Interacting with applications

When your application is prepared in containers you need to provide a starting
point or set of actions that the application is going to process whilst our
metric providers measure and read the metrics during this lifecycle.

In our terminology we call this a flow.

In the simplest case this is just a start command that will kick of some workload
in one or more of the containers.

In a more complex form it is some kind of representation of a standard usage scenario
that the application will experience in production.

Here we will guide you through one simple example with
only one container that executes a terminal command.

Then we will show you one more complex example with an orchestration of
three containers, where we simulate a user that accesses a web application.

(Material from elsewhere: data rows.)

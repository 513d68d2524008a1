//! `contextkeeper providers` — List built-in providers.

use contextkeeper_providers::defaults;

pub fn run() -> Result<(), Box<dyn std::error::Error>> {
    println!("{:<14} {:>8}  relevant triggers", "provider", "priority");
    for provider in defaults() {
        let triggers: Vec<String> = provider
            .relevant_triggers()
            .iter()
            .map(ToString::to_string)
            .collect();
        println!(
            "{:<14} {:>8.2}  {}",
            provider.name(),
            provider.priority(),
            triggers.join(", ")
        );
    }
    Ok(())
}
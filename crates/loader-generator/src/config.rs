//! Generator configuration.
//!
//! A `GeneratorConfig` is the whole state of a generator: calling
//! [`generate_value`](crate::generate_value) with the same configuration and
//! a fresh RNG draw is all there is to producing a value.

use chrono::{NaiveDate, NaiveDateTime};
use loader_core::Dialect;
use serde::{Deserialize, Serialize};

/// Shape emitted by the geometry generator.
#[derive(Debug, Clone, Copy, PartialEq, Eq, Serialize, Deserialize)]
#[serde(rename_all = "snake_case")]
pub enum GeometryShape {
    /// `POINT(x y)`
    Point,
    /// `LINESTRING(x y, ...)` with 2 to 4 points
    LineString,
    /// `POLYGON((x y, ...))` closed ring with 4 to 6 points
    Polygon,
}

/// Configuration of a column's value generator.
#[derive(Debug, Clone, PartialEq, Serialize, Deserialize)]
#[serde(tag = "type", rename_all = "snake_case")]
pub enum GeneratorConfig {
    /// Random alphanumeric string
    String {
        /// Exact number of characters
        length: usize,
    },

    /// Random integers in a range
    IntRange {
        /// Minimum value (inclusive)
        min: i64,
        /// Maximum value (inclusive)
        max: i64,
    },

    /// Random floats in a range, truncated to `decimals` places
    FloatRange {
        /// Minimum value (inclusive)
        min: f64,
        /// Maximum value (exclusive)
        max: f64,
        /// Decimal places kept
        #[serde(default = "default_decimals")]
        decimals: u32,
    },

    /// Uniform boolean
    Bool,

    /// Random calendar date
    DateRange {
        /// First date (inclusive)
        start: NaiveDate,
        /// Last date (inclusive)
        end: NaiveDate,
    },

    /// Random timestamp with a sub-second part
    TimestampRange {
        /// Range start (inclusive)
        start: NaiveDateTime,
        /// Range end (exclusive, to the second)
        end: NaiveDateTime,
        /// Produce a zoned instant instead of a formatted string
        #[serde(default)]
        with_time_zone: bool,
    },

    /// Random selection from a list
    OneOf {
        /// Candidate values, in declared order
        values: Vec<String>,
    },

    /// Random nested JSON object, as text
    Json {
        /// Maximum fields per object (at least one is emitted)
        max_fields: usize,
        /// Maximum nesting depth
        max_depth: usize,
        /// Maximum items per array (at least one is emitted)
        max_array_items: usize,
        /// Target dialect. Accepted for future use, does not change the output.
        #[serde(default = "default_dialect")]
        dialect: Dialect,
    },

    /// Random UUID v4
    UuidV4,

    /// Random IP address
    IpAddress {
        /// Emit IPv6 instead of IPv4
        #[serde(default)]
        ipv6: bool,
    },

    /// Random binary data
    Bytes {
        /// Number of bytes
        length: usize,
    },

    /// Random string of `0` and `1`
    BitString {
        /// Number of bits
        length: usize,
    },

    /// Random WKT geometry
    Geometry {
        /// Shape to emit
        shape: GeometryShape,
    },

    /// Random monetary amount formatted with two decimals
    Money {
        /// Minimum amount (inclusive)
        min: f64,
        /// Maximum amount (exclusive)
        max: f64,
    },

    /// Random `<H> hours <M> minutes <S> seconds` span
    Interval {
        /// Minimum hours (inclusive)
        min_hours: u32,
        /// Maximum hours (inclusive)
        max_hours: u32,
    },

    /// Fixed value
    Static {
        /// The value, as written in the override file
        value: serde_yaml::Value,
    },

    /// SQL NULL
    Null,
}

fn default_decimals() -> u32 {
    2
}

fn default_dialect() -> Dialect {
    Dialect::MySql
}

impl GeneratorConfig {
    /// Name of the generator kind, matching its serde tag.
    pub fn kind(&self) -> &'static str {
        match self {
            GeneratorConfig::String { .. } => "string",
            GeneratorConfig::IntRange { .. } => "int_range",
            GeneratorConfig::FloatRange { .. } => "float_range",
            GeneratorConfig::Bool => "bool",
            GeneratorConfig::DateRange { .. } => "date_range",
            GeneratorConfig::TimestampRange { .. } => "timestamp_range",
            GeneratorConfig::OneOf { .. } => "one_of",
            GeneratorConfig::Json { .. } => "json",
            GeneratorConfig::UuidV4 => "uuid_v4",
            GeneratorConfig::IpAddress { .. } => "ip_address",
            GeneratorConfig::Bytes { .. } => "bytes",
            GeneratorConfig::BitString { .. } => "bit_string",
            GeneratorConfig::Geometry { .. } => "geometry",
            GeneratorConfig::Money { .. } => "money",
            GeneratorConfig::Interval { .. } => "interval",
            GeneratorConfig::Static { .. } => "static",
            GeneratorConfig::Null => "null",
        }
    }
}
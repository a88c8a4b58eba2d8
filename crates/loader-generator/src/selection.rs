//! Default generator selection.
//!
//! Maps each column's declared type, together with its key role in the
//! table, to a [`GeneratorConfig`]. Rules are evaluated in order:
//!
//! 1. A single-column integer primary key is skipped (auto-increment).
//! 2. A foreign key column gets an integer in `1..=1000` or an 8 character
//!    string. A foreign key of any other type is skipped.
//! 3. Everything else dispatches on the base type of the declared type.

use crate::config::{GeneratorConfig, GeometryShape};
use crate::registry::GeneratorRegistry;
use crate::type_parse::{
    base_type, is_character_family, parse_enum_values, parse_scale, parse_size, IntegerFamily,
};
use chrono::{NaiveDate, NaiveDateTime, NaiveTime};
use loader_core::{Column, Dialect, TableStructure};

const MAX_STRING_LENGTH: usize = 100;
const DEFAULT_STRING_LENGTH: usize = 10;
const MAX_BIT_LENGTH: usize = 64;
const DEFAULT_BIT_LENGTH: usize = 8;
const FOREIGN_KEY_MAX: i64 = 1000;
const FOREIGN_KEY_STRING_LENGTH: usize = 8;

/// Choose a generator for one column, or `None` to skip it.
pub fn select_generator(
    column: &Column,
    table: &TableStructure,
    dialect: Dialect,
) -> Option<GeneratorConfig> {
    let data_type = column.data_type.to_lowercase();
    let base = base_type(&data_type);
    let integer_family = IntegerFamily::from_base_type(&base);

    if integer_family.is_some() && table.is_single_column_primary_key(&column.name) {
        return None;
    }

    if table.is_foreign_key_column(&column.name) {
        if integer_family.is_some() {
            return Some(GeneratorConfig::IntRange {
                min: 1,
                max: FOREIGN_KEY_MAX,
            });
        }
        if is_character_family(&data_type) {
            return Some(GeneratorConfig::String {
                length: FOREIGN_KEY_STRING_LENGTH,
            });
        }
        return None;
    }

    if let Some(family) = integer_family {
        let (min, max) = family.range(data_type.contains("unsigned"));
        return Some(GeneratorConfig::IntRange { min, max });
    }

    Some(select_by_base_type(&base, &data_type, &column.data_type, dialect))
}

/// `data_type` is the lower-cased declared type. `declared` keeps the
/// original case for enum values.
fn select_by_base_type(
    base: &str,
    data_type: &str,
    declared: &str,
    dialect: Dialect,
) -> GeneratorConfig {
    match base {
        "char" | "varchar" => GeneratorConfig::String {
            length: parse_size(data_type)
                .map(|size| size.min(MAX_STRING_LENGTH))
                .unwrap_or(DEFAULT_STRING_LENGTH),
        },

        "tinytext" => GeneratorConfig::String { length: 50 },
        "mediumtext" => GeneratorConfig::String { length: 200 },
        "longtext" => GeneratorConfig::String { length: 500 },
        "text" => GeneratorConfig::String { length: 100 },

        "float" | "real" => GeneratorConfig::FloatRange {
            min: -1000.0,
            max: 1000.0,
            decimals: 2,
        },

        "double" | "decimal" | "numeric" => GeneratorConfig::FloatRange {
            min: -10000.0,
            max: 10000.0,
            decimals: parse_scale(data_type).unwrap_or(2),
        },

        "bool" | "boolean" => GeneratorConfig::Bool,

        "date" => GeneratorConfig::DateRange {
            start: range_start_date(),
            end: range_end_date(),
        },

        "time" => GeneratorConfig::String { length: 8 },

        "timestamp" | "timestamptz" | "datetime" => GeneratorConfig::TimestampRange {
            start: range_start_date().and_time(NaiveTime::MIN),
            end: range_end_timestamp(),
            with_time_zone: data_type.contains("with time zone")
                || data_type.contains("timestamptz"),
        },

        "enum" | "set" => GeneratorConfig::OneOf {
            values: parse_enum_values(declared),
        },

        "json" | "jsonb" => GeneratorConfig::Json {
            max_fields: 3,
            max_depth: 2,
            max_array_items: 3,
            dialect,
        },

        "uuid" => GeneratorConfig::UuidV4,

        "inet" | "cidr" => GeneratorConfig::IpAddress { ipv6: false },

        "macaddr" => GeneratorConfig::String { length: 17 },

        "bit" | "varbit" => GeneratorConfig::BitString {
            length: parse_size(data_type)
                .map(|size| size.min(MAX_BIT_LENGTH))
                .unwrap_or(DEFAULT_BIT_LENGTH),
        },

        "tinyblob" | "blob" | "mediumblob" | "longblob" | "binary" | "varbinary" | "bytea" => {
            let length = if data_type.contains("tiny") {
                100
            } else if data_type.contains("medium") {
                1000
            } else if data_type.contains("long") {
                10000
            } else {
                500
            };
            GeneratorConfig::Bytes { length }
        }

        "point" | "geometry" => {
            let shape = if data_type.contains("linestring") {
                GeometryShape::LineString
            } else if data_type.contains("polygon") {
                GeometryShape::Polygon
            } else {
                GeometryShape::Point
            };
            GeneratorConfig::Geometry { shape }
        }

        "money" => GeneratorConfig::Money {
            min: 0.0,
            max: 10000.0,
        },

        "interval" => GeneratorConfig::Interval {
            min_hours: 0,
            max_hours: 100,
        },

        _ => GeneratorConfig::String {
            length: DEFAULT_STRING_LENGTH,
        },
    }
}

fn range_start_date() -> NaiveDate {
    NaiveDate::from_ymd_opt(2000, 1, 1).unwrap_or_default()
}

fn range_end_date() -> NaiveDate {
    NaiveDate::from_ymd_opt(2023, 12, 31).unwrap_or_default()
}

fn range_end_timestamp() -> NaiveDateTime {
    range_end_date()
        .and_hms_opt(23, 59, 59)
        .unwrap_or_default()
}

/// Run the selection policy over every column and insert the results.
///
/// Existing bindings for skipped columns are left alone, so a caller's
/// override for an auto-increment key survives a re-run.
pub fn apply_default_generators(
    registry: &mut GeneratorRegistry,
    table: &TableStructure,
    dialect: Dialect,
) {
    for column in &table.columns {
        if let Some(config) = select_generator(column, table, dialect) {
            registry.set(column.name.clone(), config);
        }
    }
}

/// A fresh registry holding the default binding of every eligible column.
pub fn default_generators(table: &TableStructure, dialect: Dialect) -> GeneratorRegistry {
    let mut registry = GeneratorRegistry::new();
    apply_default_generators(&mut registry, table, dialect);
    registry
}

The result will be a usage_scenario.yml file. (Specification →)

Command line app

We will make the most basic example our tool can handle:

  • Base off of alpine base container.
  • Add the package stress-ng from apk
  • Just run a 5 seconds stress run with default metrics providers

This is the resulting usage_scenario.yml file:

name: Stress Container One Core 5 Seconds
author: Arne Tarara
architecture: linux
services:
  simple-load-container:
    image: alpine
    setup-commands:
      - apk add stress-ng
 
 flow:
  - name: Stress
    container: simple-load-container
    commands:
      - type: console
        command: stress-ng -c 1 -t 5
        note: Starting Stress

The orchestration in the services part uses the standard alpine image and
just installs an additional package into it: stress-ng

In the flow part we tell the container in the commands array that it shall
run a command of type console and then provide the same string that we would type
in directly if we were running a bash shell (or similar).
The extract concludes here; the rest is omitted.